**Activity:** Reproduce exactly the lines below from the one containing "let raw = match" through the one containing "Staleness rule behind", including both, and nothing else.

**Given information:**
************

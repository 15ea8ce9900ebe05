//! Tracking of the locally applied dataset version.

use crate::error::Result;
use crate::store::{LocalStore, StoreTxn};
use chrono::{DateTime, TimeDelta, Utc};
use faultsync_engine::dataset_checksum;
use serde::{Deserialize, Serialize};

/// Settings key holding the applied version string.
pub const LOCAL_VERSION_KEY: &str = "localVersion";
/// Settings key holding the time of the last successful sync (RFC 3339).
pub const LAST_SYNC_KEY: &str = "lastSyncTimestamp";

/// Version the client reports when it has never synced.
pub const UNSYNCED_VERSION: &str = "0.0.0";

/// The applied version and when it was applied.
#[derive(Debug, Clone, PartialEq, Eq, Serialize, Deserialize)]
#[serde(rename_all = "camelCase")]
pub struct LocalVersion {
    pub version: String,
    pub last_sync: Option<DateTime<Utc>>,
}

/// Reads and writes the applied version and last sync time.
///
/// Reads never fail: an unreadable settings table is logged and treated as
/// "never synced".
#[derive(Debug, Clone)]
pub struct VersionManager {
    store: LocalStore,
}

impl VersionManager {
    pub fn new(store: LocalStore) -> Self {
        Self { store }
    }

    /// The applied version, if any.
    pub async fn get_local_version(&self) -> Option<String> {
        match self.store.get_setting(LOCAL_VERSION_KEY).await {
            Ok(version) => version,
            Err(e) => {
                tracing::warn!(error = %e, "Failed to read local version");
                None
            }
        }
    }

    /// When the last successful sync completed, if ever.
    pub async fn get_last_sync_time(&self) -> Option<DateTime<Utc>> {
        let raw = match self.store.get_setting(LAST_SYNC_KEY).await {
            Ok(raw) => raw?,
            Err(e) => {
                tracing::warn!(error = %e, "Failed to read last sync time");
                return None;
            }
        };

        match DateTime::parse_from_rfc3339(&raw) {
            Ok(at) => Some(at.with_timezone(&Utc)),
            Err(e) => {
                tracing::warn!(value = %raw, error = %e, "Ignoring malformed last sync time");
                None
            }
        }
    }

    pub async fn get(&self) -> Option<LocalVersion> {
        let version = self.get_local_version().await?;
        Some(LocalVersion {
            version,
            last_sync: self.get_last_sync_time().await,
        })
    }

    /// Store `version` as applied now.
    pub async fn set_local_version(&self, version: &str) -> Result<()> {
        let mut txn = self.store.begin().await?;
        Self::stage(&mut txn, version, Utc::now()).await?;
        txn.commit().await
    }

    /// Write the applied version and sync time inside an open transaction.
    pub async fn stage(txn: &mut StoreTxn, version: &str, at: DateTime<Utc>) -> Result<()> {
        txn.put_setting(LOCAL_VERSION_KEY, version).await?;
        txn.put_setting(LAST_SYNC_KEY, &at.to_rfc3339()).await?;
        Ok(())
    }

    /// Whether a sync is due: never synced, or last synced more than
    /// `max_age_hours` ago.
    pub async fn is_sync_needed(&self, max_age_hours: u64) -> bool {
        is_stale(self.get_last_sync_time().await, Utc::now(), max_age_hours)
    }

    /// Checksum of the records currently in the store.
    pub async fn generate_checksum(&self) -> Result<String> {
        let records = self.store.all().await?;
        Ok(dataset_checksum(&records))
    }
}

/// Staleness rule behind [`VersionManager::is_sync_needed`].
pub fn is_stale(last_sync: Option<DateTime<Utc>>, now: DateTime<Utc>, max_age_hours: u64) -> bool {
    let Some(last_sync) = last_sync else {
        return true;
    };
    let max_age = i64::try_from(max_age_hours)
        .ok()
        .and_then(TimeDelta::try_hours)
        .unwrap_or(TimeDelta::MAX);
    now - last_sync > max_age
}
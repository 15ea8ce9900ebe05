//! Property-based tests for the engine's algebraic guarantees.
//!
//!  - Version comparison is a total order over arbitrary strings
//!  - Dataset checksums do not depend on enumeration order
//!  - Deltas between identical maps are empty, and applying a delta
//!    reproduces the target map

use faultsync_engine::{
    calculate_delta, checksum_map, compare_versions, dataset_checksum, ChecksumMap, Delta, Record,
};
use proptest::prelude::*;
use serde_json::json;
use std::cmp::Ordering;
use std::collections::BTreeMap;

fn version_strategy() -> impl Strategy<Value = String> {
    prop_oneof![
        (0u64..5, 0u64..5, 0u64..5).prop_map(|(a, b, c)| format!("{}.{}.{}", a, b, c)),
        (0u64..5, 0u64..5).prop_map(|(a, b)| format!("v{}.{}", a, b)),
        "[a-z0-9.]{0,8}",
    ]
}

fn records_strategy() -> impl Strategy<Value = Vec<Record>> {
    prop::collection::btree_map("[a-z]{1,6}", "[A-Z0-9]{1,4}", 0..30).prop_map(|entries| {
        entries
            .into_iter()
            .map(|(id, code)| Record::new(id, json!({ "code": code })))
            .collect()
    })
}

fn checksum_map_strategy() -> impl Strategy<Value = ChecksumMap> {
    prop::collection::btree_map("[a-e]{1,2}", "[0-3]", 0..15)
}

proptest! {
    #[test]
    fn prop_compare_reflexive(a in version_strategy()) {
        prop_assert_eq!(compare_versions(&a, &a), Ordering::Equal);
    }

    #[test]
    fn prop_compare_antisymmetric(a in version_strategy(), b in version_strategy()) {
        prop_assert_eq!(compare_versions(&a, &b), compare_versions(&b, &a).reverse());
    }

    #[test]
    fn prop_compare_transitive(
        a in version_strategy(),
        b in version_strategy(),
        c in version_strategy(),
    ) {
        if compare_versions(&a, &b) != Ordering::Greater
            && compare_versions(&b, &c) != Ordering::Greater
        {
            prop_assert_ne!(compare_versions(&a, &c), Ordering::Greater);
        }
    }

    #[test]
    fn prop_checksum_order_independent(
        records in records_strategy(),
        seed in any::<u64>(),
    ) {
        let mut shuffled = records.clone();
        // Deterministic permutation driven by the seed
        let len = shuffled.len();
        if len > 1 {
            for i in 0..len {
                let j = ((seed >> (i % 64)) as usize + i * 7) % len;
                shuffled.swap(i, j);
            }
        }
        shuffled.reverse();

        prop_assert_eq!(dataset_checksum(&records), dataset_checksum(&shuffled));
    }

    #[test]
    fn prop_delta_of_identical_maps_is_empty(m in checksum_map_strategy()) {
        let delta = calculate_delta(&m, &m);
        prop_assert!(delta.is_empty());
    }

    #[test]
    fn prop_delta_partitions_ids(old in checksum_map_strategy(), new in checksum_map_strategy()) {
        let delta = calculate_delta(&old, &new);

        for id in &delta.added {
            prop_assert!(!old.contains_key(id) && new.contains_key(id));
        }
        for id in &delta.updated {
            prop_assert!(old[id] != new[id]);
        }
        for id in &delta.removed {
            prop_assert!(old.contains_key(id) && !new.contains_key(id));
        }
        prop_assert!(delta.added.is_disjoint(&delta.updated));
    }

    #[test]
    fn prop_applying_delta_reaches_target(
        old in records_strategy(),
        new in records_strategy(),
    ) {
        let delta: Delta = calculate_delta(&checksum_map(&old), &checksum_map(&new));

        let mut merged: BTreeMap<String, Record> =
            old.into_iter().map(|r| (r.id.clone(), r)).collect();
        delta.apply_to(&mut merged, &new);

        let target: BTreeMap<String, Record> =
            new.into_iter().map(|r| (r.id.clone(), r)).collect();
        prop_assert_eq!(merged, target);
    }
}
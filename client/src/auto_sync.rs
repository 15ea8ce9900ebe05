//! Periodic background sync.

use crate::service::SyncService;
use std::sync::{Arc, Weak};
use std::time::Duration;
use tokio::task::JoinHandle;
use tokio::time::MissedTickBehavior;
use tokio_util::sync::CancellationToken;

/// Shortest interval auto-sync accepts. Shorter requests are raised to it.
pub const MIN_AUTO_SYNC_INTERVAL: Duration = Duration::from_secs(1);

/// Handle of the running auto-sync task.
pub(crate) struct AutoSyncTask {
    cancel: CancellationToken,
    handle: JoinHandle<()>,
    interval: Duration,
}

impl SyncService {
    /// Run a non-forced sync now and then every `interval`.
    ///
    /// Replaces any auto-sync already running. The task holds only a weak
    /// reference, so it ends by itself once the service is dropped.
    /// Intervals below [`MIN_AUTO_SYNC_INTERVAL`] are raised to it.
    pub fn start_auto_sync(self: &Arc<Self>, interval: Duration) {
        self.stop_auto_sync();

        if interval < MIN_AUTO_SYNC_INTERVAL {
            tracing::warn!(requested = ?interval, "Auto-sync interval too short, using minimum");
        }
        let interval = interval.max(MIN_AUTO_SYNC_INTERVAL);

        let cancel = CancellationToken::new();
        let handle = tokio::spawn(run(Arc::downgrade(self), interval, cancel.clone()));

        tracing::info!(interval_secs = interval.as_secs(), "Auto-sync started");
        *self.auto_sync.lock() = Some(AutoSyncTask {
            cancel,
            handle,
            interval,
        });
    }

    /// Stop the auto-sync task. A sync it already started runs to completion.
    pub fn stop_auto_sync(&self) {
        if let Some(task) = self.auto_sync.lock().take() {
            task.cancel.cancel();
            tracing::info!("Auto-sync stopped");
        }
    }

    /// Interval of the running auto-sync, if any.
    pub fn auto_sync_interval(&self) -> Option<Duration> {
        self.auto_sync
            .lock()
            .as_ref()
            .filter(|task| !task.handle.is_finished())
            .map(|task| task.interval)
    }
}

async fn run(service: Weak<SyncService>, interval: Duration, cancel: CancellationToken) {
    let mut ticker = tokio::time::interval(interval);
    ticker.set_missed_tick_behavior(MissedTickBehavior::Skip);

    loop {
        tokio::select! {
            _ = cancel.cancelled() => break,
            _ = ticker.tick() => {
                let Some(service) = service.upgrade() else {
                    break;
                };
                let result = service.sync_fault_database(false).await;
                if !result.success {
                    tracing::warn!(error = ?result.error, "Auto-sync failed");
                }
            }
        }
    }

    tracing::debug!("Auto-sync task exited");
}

************

**Exercise solution:**
        let raw = match self.store.get_setting(LAST_SYNC_KEY).await {
            Ok(raw) => raw?,
            Err(e) => {
                tracing::warn!(error = %e, "Failed to read last sync time");
                return None;
            }
        };

        match DateTime::parse_from_rfc3339(&raw) {
            Ok(at) => Some(at.with_timezone(&Utc)),
            Err(e) => {
                tracing::warn!(value = %raw, error = %e, "Ignoring malformed last sync time");
                None
            }
        }
    }

    pub async fn get(&self) -> Option<LocalVersion> {
        let version = self.get_local_version().await?;
        Some(LocalVersion {
            version,
            last_sync: self.get_last_sync_time().await,
        })
    }

    /// Store `version` as applied now.
    pub async fn set_local_version(&self, version: &str) -> Result<()> {
        let mut txn = self.store.begin().await?;
        Self::stage(&mut txn, version, Utc::now()).await?;
        txn.commit().await
    }

    /// Write the applied version and sync time inside an open transaction.
    pub async fn stage(txn: &mut StoreTxn, version: &str, at: DateTime<Utc>) -> Result<()> {
        txn.put_setting(LOCAL_VERSION_KEY, version).await?;
        txn.put_setting(LAST_SYNC_KEY, &at.to_rfc3339()).await?;
        Ok(())
    }

    /// Whether a sync is due: never synced, or last synced more than
    /// `max_age_hours` ago.
    pub async fn is_sync_needed(&self, max_age_hours: u64) -> bool {
        is_stale(self.get_last_sync_time().await, Utc::now(), max_age_hours)
    }

    /// Checksum of the records currently in the store.
    pub async fn generate_checksum(&self) -> Result<String> {
        let records = self.store.all().await?;
        Ok(dataset_checksum(&records))
    }
}

/// Staleness rule behind [`VersionManager::is_sync_needed`].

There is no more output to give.